◆ **Task**: Gather every line in the records below that contains the word "HttpError".
------ Provided entries ------
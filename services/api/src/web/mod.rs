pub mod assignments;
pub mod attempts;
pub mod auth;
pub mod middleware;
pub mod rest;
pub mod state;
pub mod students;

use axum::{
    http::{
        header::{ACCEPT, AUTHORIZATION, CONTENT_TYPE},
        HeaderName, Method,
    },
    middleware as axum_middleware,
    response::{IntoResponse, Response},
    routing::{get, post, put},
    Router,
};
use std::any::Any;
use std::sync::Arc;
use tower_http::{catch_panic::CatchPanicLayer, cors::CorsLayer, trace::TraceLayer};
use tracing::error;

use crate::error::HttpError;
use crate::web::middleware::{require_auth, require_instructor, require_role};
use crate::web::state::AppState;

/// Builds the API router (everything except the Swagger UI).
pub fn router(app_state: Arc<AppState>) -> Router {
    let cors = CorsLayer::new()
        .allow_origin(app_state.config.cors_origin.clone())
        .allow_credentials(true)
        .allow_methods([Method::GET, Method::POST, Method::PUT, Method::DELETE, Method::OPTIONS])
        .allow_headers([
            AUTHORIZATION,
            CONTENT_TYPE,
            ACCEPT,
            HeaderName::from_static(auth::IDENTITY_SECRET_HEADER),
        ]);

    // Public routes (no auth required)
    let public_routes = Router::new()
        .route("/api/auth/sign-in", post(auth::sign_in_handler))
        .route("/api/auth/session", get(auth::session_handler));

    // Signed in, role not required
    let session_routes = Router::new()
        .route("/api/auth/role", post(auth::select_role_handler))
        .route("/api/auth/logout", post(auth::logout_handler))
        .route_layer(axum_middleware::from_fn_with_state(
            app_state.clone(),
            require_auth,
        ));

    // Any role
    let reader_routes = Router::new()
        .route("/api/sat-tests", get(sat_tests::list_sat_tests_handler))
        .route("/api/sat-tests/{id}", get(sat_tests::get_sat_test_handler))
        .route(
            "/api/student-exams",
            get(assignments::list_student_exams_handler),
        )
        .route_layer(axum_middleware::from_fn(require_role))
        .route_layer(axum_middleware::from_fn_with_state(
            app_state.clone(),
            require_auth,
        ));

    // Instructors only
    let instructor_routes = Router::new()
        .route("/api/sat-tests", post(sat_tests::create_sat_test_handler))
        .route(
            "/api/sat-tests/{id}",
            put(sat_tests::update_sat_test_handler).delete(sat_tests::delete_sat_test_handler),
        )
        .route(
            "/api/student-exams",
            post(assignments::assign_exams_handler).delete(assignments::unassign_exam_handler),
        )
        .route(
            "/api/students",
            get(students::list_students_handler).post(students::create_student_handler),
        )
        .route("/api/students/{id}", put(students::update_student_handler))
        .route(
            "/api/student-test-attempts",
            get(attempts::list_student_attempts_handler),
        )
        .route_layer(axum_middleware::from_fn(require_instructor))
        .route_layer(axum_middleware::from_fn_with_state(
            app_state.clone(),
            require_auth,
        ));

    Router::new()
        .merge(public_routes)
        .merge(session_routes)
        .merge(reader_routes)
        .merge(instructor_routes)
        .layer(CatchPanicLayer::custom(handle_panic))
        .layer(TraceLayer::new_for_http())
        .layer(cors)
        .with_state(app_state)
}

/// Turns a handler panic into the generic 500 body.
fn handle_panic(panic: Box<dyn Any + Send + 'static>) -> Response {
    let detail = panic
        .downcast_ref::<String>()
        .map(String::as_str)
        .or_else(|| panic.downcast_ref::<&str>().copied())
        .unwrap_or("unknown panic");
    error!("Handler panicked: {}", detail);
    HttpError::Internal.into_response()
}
------
◆ **Output**:
use crate::error::HttpError;
    HttpError::Internal.into_response()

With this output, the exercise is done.